Molte coppie, giovani e meno giovani, che partono sulle ali di un’attrazione erotica travolgente, e si dicono che il loro è l’amore più grande e unico del mondo, si arenano e colano a picco quando, calati i venti della passione, si trovano ad affrontare le bonacce della vita quotidiana. In quella vita più quieta, o quando la vita di coppia da sogno tenta di diventare progetto, sono altri i venti che possono dar le ali al piacere di ritrovarsi, di stare insieme, di desiderarsi ancora.
Questo è vero nella vita di coppia, come nella famiglia. Purtroppo, con la crescita vertiginosa dell’egoismo e del narcisismo, e dell’indifferenza ai sentimenti altrui, aumenta in noi, e molto nei giovani, una sorta di analfabetismo degli affetti. Meglio, della pragmatica degli affetti: ossia della capacità di renderli visibili, concreti, evidenti, attraverso la capacità di prendersi cura dell’altro, e per ciò stesso capaci di cambiare e migliorare la nostra vita e l’altrui.
Questa capacità di prendersi cura, come tutti i linguaggi, si apprende innanzitutto in famiglia: ed è una lingua materna, come tutte le lingue primarie. Perché il prendersi cura nasce dai gesti della tenerezza, dell’accudimento, dell’attenzione affettuosa, della presenza, della musica che la stessa voce ha quando è attenta e affettuosa, sollecita appunto. Con i profumi del cibo preparato con cura, della casa ordinata e calda, di un ordine che indichi amore per il nido di tutti. Con la riduzione drammatica del tempo che le mamme vivono in casa, cala per i bambini, maschi e femmine, la possibilità di imparare attraverso l’esempio dei gesti, che è poi l’apprendimento più profondo e convincente. Il danno è limitato se esistono papà, nonni o zii, o tate, stabili e presenti, affettuosi e teneri. Altrimenti l’analfabetismo affettivo diventa drammatico: e allora aumenta il senso di solitudine, proprio perché si è rimasti muti e sordi dal punto di vista affettivo. I neuroni specchio, che registrano nel nostro cervello i comportamenti d’amore (o d’odio) prima che noi stessi si sia in grado di metterli in pratica, non hanno rispecchiato che i silenzi, le assenze, o le dichiarazioni entusiaste e i regali che tentano di supplire l’assenza di tempo, di attenzione, di cura, di amore visibile. Non si riesce a comunicare qualità di sentimenti e non si riesce a mettere in atto la pragmatica dell’amore, se non la si è vissuta e appresa fin da piccoli. E se non ci si allena a metterla reciprocamente in atto, uomini e donne, quotidianamente.
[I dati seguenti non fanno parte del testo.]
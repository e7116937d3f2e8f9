use thiserror::Error;

#[derive(Debug, Error)]
pub enum Error {
    #[error("Storage error: {0}")]
    Storage(#[from] crate::storage::StorageError),

    #[error("API error: {0}")]
    Api(#[from] crate::http::ApiError),

    #[error("Conversation error: {0}")]
    Conversation(#[from] crate::conversation::ConversationError),

    #[error("Chat error: {0}")]
    Chat(#[from] crate::chat::ChatError),

    #[error("Server error: {0}")]
    Server(#[from] crate::server::ServerError),

    #[error("IO error: {0}")]
    Io(#[from] std::io::Error),

    #[error("JSON error: {0}")]
    Json(#[from] serde_json::Error),
}

pub type Result<T> = std::result::Result<T, Error>;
E’ proprio la capacità di prendersi cura dell’altro, affettivamente, eroticamente, pragmaticamente, la capacità di “esserci”, nelle piccole e grandi cose della vita, il fattore predittivo più forte della durata di una coppia. Ma anche della serenità di una famiglia. Nel prendersi cura davvero, c’è un’assunzione di responsabilità sostanziale verso l’altro e verso il progetto comune. Tutti aspetti che vengono percepiti oggi come zavorre, e sono invece la base sicura su cui costruire un progetto che possa durare.
L’amore reso visibile scalda davvero il cuore, a lungo, e illumina la vita. E la cambia in meglio. L’amore nominale, che si esalta di parole sussurrate, alimenta un’illusione d’amore, attraente ma impalpabile e fugace, come un fuoco fatuo, che rapido scompare lasciandoci al buio, delusi e soli.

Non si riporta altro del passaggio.